PROVIDED ENTRIES:
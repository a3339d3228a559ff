//! Question normalization and lexical helpers.
//!
//! Tokens are lowercased runs of `[a-z0-9_]` with intra-token `-` preserved,
//! so reference codes like `POL-000123` survive normalization. Quoted spans
//! are captured before the punctuation strip so literal values keep their
//! original casing and spacing.

/// Fixed stop list applied when reducing a question to keywords. Kept small
/// on purpose; broad English stop lists eat schema words like "status".
pub const STOP_WORDS: &[&str] = &[
    "the", "a", "an", "in", "at", "by", "for", "of", "to", "on", "with",
    "show", "list", "display", "give", "me", "how", "many", "what", "which",
    "where", "when", "is", "are", "do", "does", "all", "any", "and", "or",
    "from", "table", "column", "rows", "records", "entries", "unique",
    "distinct", "top", "first", "within",
];

/// True if the token is on the fixed stop list.
pub fn is_stop_word(token: &str) -> bool {
    STOP_WORDS.contains(&token)
}

/// Lowercase and split into tokens. `_` and intra-token `-` are kept,
/// everything else is a separator.
pub fn tokenize(text: &str) -> Vec<String> {
    let lower = text.to_lowercase();
    let mut out = Vec::new();
    let mut cur = String::new();
    for c in lower.chars() {
        if c.is_ascii_alphanumeric() || c == '_' || c == '-' {
            cur.push(c);
        } else if !cur.is_empty() {
            push_token(&mut out, &mut cur);
        }
    }
    if !cur.is_empty() {
        push_token(&mut out, &mut cur);
    }
    out
}

fn push_token(out: &mut Vec<String>, cur: &mut String) {
    let trimmed = cur.trim_matches('-');
    if !trimmed.is_empty() {
        out.push(trimmed.to_string());
    }
    cur.clear();
}

/// Tokens joined back into a canonical single-spaced string.
pub fn normalized(text: &str) -> String {
    tokenize(text).join(" ")
}

/// `credit_limit` -> `credit limit`.
pub fn underscore_to_words(name: &str) -> String {
    name.replace('_', " ").trim().to_lowercase()
}

/// Small, safe singularizer. English morphology beyond these three rules is
/// left alone rather than guessed at.
pub fn singular(s: &str) -> String {
    if let Some(stem) = s.strip_suffix("ies") {
        return format!("{stem}y");
    }
    if s.ends_with("ses") {
        return s[..s.len() - 2].to_string(); // statuses -> status
    }
    if s.ends_with('s') && s.len() > 3 {
        return s[..s.len() - 1].to_string();
    }
    s.to_string()
}

/// Surface forms under which a schema name may appear in a question:
/// the underscore-expanded form and its singular.
pub fn surface_forms(name: &str) -> Vec<String> {
    let w = underscore_to_words(name);
    let mut forms = vec![w.clone()];
    let sing = singular(&w);
    if sing != w {
        forms.push(sing);
    }
    forms
}

/// A user question in raw and normalized form.
#[derive(Debug, Clone, PartialEq)]
pub struct Question {
    /// Original input, untouched.
    pub raw: String,
    /// All normalized tokens, in order.
    pub tokens: Vec<String>,
    /// Tokens with the stop list applied; what the retriever's novelty check
    /// and the table/column scorer work from.
    pub keywords: Vec<String>,
    /// Spans that appeared inside single or double quotes, original casing.
    pub quoted: Vec<String>,
}

impl Question {
    pub fn parse(raw: &str) -> Self {
        let quoted = extract_quoted(raw);
        let tokens = tokenize(raw);
        let keywords = tokens
            .iter()
            .filter(|t| !is_stop_word(t) && (t.len() > 1 || t.chars().all(|c| c.is_ascii_digit())))
            .cloned()
            .collect();
        Self {
            raw: raw.to_string(),
            tokens,
            keywords,
            quoted,
        }
    }

    /// Canonical single-spaced form of the full token sequence.
    pub fn normalized(&self) -> String {
        self.tokens.join(" ")
    }
}

fn extract_quoted(raw: &str) -> Vec<String> {
    let mut out = Vec::new();
    let mut chars = raw.chars().peekable();
    while let Some(c) = chars.next() {
        if c == '\'' || c == '"' {
            let quote = c;
            let mut span = String::new();
            let mut closed = false;
            for inner in chars.by_ref() {
                if inner == quote {
                    closed = true;
                    break;
                }
                span.push(inner);
            }
            if closed && !span.is_empty() {
                out.push(span);
            }
        }
    }
    out
}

EXERCISE BRIEF:
Would you print exactly the lines from the first line of the entries above through the line that has "pub fn underscore_to_words(name: &str)", both included, and stop there?

RESPONSE AREA:
repository a3339d3228a559ff
//! Question normalization and lexical helpers.
//!
//! Tokens are lowercased runs of `[a-z0-9_]` with intra-token `-` preserved,
//! so reference codes like `POL-000123` survive normalization. Quoted spans
//! are captured before the punctuation strip so literal values keep their
//! original casing and spacing.

/// Fixed stop list applied when reducing a question to keywords. Kept small
/// on purpose; broad English stop lists eat schema words like "status".
pub const STOP_WORDS: &[&str] = &[
    "the", "a", "an", "in", "at", "by", "for", "of", "to", "on", "with",
    "show", "list", "display", "give", "me", "how", "many", "what", "which",
    "where", "when", "is", "are", "do", "does", "all", "any", "and", "or",
    "from", "table", "column", "rows", "records", "entries", "unique",
    "distinct", "top", "first", "within",
];

/// True if the token is on the fixed stop list.
pub fn is_stop_word(token: &str) -> bool {
    STOP_WORDS.contains(&token)
}

/// Lowercase and split into tokens. `_` and intra-token `-` are kept,
/// everything else is a separator.
pub fn tokenize(text: &str) -> Vec<String> {
    let lower = text.to_lowercase();
    let mut out = Vec::new();
    let mut cur = String::new();
    for c in lower.chars() {
        if c.is_ascii_alphanumeric() || c == '_' || c == '-' {
            cur.push(c);
        } else if !cur.is_empty() {
            push_token(&mut out, &mut cur);
        }
    }
    if !cur.is_empty() {
        push_token(&mut out, &mut cur);
    }
    out
}

fn push_token(out: &mut Vec<String>, cur: &mut String) {
    let trimmed = cur.trim_matches('-');
    if !trimmed.is_empty() {
        out.push(trimmed.to_string());
    }
    cur.clear();
}

/// Tokens joined back into a canonical single-spaced string.
pub fn normalized(text: &str) -> String {
    tokenize(text).join(" ")
}

/// `credit_limit` -> `credit limit`.
pub fn underscore_to_words(name: &str) -> String {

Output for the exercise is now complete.